[Collected data entries]

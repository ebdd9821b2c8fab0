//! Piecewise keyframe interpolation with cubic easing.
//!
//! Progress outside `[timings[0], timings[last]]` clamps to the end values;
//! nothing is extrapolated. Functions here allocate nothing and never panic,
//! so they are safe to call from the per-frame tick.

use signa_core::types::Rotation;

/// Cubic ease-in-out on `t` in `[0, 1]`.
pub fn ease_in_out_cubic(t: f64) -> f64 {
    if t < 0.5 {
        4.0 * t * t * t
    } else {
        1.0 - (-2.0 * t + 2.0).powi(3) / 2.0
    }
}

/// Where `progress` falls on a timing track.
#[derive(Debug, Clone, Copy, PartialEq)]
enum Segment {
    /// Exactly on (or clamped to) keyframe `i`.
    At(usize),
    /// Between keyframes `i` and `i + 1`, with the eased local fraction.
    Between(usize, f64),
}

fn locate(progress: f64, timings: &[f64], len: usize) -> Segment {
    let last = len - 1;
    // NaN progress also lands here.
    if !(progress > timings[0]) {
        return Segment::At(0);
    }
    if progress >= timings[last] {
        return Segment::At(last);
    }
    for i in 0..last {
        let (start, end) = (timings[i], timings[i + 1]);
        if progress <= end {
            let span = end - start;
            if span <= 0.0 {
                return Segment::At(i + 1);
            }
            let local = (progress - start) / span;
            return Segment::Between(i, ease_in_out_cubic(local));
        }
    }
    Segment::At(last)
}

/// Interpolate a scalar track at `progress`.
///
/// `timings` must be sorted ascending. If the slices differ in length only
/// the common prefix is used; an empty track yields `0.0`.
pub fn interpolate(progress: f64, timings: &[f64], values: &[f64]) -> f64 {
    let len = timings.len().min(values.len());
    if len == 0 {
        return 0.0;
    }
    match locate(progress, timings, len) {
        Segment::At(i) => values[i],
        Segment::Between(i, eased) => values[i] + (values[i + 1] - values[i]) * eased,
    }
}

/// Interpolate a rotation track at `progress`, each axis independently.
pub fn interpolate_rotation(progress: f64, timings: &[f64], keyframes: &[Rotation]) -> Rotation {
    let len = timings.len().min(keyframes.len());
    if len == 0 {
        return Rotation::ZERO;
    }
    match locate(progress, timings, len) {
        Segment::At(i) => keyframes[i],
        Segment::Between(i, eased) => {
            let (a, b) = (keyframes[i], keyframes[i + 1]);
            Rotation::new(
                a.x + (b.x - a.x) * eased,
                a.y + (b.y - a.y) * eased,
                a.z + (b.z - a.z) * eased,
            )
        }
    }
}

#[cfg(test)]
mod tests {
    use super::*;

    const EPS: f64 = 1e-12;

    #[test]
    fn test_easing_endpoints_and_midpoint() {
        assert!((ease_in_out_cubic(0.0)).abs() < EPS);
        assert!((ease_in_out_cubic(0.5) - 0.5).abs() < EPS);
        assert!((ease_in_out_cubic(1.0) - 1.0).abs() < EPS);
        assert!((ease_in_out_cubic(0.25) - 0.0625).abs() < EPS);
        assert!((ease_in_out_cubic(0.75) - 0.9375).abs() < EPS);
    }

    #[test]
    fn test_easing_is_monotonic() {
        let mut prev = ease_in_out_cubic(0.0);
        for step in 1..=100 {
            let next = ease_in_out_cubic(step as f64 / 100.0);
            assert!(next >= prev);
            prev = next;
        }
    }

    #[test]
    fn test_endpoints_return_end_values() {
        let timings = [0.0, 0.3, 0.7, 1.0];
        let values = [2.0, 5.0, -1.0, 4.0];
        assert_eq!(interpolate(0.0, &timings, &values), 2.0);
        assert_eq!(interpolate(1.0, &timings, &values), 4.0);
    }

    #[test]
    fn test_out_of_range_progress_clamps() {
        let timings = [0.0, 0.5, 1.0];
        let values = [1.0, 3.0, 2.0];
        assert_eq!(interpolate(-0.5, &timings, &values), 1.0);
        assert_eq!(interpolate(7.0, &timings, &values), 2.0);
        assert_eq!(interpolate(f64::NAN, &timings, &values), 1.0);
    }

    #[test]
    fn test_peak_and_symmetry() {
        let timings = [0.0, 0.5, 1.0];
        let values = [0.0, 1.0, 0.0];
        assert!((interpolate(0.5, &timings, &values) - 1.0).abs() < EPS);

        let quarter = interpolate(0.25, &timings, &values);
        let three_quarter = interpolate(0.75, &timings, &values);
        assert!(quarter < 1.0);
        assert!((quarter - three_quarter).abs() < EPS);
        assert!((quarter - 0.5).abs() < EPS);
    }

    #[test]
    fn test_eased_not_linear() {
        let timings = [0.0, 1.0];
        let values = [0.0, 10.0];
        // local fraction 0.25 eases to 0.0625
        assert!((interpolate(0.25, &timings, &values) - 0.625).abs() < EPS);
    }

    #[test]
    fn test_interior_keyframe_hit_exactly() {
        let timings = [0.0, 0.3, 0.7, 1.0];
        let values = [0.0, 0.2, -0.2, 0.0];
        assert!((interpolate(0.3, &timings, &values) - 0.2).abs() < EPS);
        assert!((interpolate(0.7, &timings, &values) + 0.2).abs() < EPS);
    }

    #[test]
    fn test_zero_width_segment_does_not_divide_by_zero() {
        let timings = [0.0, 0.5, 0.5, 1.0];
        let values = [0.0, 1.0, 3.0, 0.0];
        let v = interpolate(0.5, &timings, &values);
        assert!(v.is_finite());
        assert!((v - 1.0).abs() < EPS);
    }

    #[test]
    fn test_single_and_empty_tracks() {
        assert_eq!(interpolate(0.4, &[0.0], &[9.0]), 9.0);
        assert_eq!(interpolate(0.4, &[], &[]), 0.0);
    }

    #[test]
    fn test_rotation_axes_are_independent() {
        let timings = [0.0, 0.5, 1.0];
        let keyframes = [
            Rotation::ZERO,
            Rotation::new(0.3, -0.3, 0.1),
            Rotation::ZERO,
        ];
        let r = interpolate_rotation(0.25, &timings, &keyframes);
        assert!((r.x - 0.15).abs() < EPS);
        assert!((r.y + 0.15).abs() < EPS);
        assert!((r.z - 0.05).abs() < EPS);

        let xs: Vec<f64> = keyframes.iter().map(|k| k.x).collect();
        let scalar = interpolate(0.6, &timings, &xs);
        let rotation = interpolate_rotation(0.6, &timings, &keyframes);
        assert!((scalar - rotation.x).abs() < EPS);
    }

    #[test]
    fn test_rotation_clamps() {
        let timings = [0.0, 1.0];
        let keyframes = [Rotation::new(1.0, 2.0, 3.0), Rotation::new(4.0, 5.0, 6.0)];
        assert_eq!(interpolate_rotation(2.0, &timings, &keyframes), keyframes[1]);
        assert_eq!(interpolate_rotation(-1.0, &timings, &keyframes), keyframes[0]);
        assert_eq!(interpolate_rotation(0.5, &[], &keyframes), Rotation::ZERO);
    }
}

What you have to do ::
List every line above that contains the word "scalar".

Exercise response ::
/// Interpolate a scalar track at `progress`.
        let scalar = interpolate(0.6, &timings, &xs);
        assert!((scalar - rotation.x).abs() < EPS);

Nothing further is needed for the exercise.